- _EXERCISE OBJECTIVE_: Show each line of the data below in which "HashMap" occurs.

- _DATA SHOWN_:
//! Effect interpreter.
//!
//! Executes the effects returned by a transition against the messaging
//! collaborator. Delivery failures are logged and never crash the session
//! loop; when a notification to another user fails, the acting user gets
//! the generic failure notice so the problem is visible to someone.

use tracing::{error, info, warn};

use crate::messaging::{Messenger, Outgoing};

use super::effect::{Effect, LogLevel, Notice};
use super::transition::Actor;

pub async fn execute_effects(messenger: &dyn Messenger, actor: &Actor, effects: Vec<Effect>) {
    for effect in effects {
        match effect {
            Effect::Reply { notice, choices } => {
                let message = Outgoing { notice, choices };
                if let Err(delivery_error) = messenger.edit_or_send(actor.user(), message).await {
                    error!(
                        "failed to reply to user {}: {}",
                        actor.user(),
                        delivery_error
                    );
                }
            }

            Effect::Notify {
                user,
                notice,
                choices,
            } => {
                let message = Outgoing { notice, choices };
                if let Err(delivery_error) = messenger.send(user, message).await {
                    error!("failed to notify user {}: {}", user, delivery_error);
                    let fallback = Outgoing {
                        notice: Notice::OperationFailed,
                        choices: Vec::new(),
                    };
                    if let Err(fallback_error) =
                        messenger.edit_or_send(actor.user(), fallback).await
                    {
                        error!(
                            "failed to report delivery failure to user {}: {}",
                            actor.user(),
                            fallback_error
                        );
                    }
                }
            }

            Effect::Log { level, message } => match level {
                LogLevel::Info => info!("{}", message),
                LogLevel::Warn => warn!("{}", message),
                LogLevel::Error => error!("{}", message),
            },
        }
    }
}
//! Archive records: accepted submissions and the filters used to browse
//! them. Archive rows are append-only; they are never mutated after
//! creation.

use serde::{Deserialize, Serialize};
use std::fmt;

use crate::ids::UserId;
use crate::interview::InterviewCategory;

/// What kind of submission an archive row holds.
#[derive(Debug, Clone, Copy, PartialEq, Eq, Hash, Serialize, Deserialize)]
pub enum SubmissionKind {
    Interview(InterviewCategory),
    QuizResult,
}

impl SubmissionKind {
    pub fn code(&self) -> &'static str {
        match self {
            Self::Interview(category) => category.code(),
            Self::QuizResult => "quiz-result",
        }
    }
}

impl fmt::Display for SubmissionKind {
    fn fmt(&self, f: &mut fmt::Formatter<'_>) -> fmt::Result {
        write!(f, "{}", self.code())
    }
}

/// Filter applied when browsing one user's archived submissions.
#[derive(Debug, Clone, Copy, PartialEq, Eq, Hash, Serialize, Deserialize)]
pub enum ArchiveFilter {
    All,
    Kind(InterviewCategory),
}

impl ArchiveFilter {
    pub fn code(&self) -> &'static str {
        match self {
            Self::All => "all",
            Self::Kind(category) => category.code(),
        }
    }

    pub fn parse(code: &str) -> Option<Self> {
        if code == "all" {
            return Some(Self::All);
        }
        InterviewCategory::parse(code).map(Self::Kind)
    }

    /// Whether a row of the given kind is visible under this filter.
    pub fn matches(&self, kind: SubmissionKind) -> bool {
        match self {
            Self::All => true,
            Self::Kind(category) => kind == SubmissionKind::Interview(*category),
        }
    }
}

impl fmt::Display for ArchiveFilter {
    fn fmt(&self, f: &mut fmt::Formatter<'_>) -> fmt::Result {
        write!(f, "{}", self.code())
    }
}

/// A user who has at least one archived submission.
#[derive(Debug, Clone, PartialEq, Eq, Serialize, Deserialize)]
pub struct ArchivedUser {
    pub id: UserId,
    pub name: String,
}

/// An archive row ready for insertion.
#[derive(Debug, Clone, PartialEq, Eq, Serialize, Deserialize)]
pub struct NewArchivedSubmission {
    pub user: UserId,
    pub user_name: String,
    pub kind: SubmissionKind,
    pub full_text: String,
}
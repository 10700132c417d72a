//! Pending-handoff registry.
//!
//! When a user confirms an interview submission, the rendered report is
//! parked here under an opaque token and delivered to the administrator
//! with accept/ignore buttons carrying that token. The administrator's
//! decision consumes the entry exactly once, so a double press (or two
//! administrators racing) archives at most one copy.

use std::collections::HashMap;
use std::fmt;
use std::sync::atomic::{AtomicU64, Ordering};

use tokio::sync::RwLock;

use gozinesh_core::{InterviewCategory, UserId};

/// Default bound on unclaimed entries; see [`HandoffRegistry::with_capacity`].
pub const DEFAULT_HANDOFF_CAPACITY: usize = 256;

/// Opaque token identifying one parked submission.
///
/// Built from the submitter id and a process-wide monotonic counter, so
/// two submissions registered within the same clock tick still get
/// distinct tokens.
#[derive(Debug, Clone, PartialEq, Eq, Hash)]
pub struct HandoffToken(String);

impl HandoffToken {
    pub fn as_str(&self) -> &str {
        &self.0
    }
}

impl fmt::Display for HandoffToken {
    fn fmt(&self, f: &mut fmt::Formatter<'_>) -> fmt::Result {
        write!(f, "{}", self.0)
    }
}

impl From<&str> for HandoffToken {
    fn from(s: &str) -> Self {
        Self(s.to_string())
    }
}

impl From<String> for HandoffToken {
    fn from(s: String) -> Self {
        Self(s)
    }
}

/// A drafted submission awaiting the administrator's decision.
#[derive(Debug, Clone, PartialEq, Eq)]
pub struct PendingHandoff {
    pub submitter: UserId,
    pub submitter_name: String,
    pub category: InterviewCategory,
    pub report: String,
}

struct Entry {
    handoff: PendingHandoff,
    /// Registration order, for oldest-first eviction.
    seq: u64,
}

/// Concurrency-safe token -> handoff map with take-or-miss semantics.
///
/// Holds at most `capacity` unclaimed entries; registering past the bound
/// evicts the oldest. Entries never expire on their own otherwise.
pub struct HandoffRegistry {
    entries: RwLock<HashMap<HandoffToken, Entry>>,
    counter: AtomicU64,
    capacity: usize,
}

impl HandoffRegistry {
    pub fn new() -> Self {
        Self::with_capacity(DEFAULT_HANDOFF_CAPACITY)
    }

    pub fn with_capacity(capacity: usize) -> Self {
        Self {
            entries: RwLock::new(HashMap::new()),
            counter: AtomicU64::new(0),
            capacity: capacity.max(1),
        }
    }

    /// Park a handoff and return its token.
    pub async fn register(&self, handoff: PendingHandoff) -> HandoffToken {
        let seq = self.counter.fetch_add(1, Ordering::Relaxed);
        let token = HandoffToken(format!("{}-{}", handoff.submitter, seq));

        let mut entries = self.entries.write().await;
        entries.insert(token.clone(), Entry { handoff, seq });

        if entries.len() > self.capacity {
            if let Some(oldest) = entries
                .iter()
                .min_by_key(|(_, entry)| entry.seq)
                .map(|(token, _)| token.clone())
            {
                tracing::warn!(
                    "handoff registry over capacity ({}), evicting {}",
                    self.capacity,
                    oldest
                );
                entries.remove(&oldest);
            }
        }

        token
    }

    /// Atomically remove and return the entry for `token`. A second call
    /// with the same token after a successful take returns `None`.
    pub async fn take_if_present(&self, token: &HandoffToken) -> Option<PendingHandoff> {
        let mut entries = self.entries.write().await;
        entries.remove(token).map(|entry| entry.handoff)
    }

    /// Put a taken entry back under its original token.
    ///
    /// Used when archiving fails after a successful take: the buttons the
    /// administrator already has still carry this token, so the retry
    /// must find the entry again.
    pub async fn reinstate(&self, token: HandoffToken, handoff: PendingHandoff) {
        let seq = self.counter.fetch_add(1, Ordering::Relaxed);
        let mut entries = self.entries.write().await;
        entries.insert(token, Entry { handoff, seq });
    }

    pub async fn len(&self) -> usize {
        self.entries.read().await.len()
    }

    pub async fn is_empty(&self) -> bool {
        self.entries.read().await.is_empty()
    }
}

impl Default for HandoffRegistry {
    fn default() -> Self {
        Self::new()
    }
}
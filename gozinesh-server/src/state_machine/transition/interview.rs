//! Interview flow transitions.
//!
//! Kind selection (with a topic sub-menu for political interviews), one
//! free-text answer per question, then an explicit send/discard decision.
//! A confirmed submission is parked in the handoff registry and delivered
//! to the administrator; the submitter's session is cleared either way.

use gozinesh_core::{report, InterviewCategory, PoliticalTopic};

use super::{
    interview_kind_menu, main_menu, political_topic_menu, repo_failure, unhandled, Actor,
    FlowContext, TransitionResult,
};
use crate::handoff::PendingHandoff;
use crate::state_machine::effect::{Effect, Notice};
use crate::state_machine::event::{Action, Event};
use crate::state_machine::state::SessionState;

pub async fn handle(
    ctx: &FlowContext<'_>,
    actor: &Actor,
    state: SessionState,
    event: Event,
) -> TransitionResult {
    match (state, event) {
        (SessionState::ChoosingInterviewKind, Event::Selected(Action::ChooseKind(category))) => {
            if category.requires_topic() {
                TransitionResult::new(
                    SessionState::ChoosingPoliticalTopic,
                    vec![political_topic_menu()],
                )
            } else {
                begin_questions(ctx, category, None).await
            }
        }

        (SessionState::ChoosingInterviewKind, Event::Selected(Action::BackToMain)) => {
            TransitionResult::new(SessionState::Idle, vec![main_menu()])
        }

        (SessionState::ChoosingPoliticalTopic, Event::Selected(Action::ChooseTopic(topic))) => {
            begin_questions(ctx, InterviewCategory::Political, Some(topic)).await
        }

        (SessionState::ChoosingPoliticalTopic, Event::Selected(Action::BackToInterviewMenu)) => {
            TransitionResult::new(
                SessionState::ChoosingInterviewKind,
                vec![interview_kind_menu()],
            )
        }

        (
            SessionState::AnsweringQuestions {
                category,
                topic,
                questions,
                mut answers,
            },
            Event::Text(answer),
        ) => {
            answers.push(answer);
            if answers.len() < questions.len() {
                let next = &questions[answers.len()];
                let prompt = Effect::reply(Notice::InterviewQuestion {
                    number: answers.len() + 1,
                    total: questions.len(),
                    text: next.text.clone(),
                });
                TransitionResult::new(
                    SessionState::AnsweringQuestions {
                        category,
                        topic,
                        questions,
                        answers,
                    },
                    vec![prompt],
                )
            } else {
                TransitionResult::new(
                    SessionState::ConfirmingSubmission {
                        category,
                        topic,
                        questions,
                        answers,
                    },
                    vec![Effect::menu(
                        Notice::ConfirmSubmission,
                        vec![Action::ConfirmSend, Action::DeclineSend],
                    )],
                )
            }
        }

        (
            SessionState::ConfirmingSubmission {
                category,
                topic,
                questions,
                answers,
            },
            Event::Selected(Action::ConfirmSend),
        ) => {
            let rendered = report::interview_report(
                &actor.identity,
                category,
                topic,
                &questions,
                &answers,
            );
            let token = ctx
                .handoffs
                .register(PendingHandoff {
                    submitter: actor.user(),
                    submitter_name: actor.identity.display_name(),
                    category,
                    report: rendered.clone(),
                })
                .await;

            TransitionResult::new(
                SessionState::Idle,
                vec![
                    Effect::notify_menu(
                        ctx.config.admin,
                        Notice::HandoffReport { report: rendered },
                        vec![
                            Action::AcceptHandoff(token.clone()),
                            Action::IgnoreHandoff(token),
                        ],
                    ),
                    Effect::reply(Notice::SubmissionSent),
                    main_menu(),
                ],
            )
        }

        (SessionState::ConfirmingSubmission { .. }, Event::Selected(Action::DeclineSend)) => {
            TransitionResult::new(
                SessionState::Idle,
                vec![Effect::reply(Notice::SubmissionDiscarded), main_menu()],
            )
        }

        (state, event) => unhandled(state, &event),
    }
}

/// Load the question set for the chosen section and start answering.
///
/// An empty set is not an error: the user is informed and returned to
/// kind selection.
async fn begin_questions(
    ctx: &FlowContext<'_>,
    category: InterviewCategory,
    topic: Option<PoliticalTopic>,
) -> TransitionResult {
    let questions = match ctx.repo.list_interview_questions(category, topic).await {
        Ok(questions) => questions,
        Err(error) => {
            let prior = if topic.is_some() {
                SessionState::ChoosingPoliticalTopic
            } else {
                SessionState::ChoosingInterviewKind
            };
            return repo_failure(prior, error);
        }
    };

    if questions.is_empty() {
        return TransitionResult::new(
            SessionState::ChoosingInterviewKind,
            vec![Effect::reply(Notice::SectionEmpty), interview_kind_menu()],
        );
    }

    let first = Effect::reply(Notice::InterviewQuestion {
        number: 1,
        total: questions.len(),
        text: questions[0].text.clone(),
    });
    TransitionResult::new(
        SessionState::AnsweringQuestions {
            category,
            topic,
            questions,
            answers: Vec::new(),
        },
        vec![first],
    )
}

- _RESPONSE TO THE TASK_:
use std::collections::HashMap;
    entries: RwLock<HashMap<HandoffToken, Entry>>,
            entries: RwLock::new(HashMap::new()),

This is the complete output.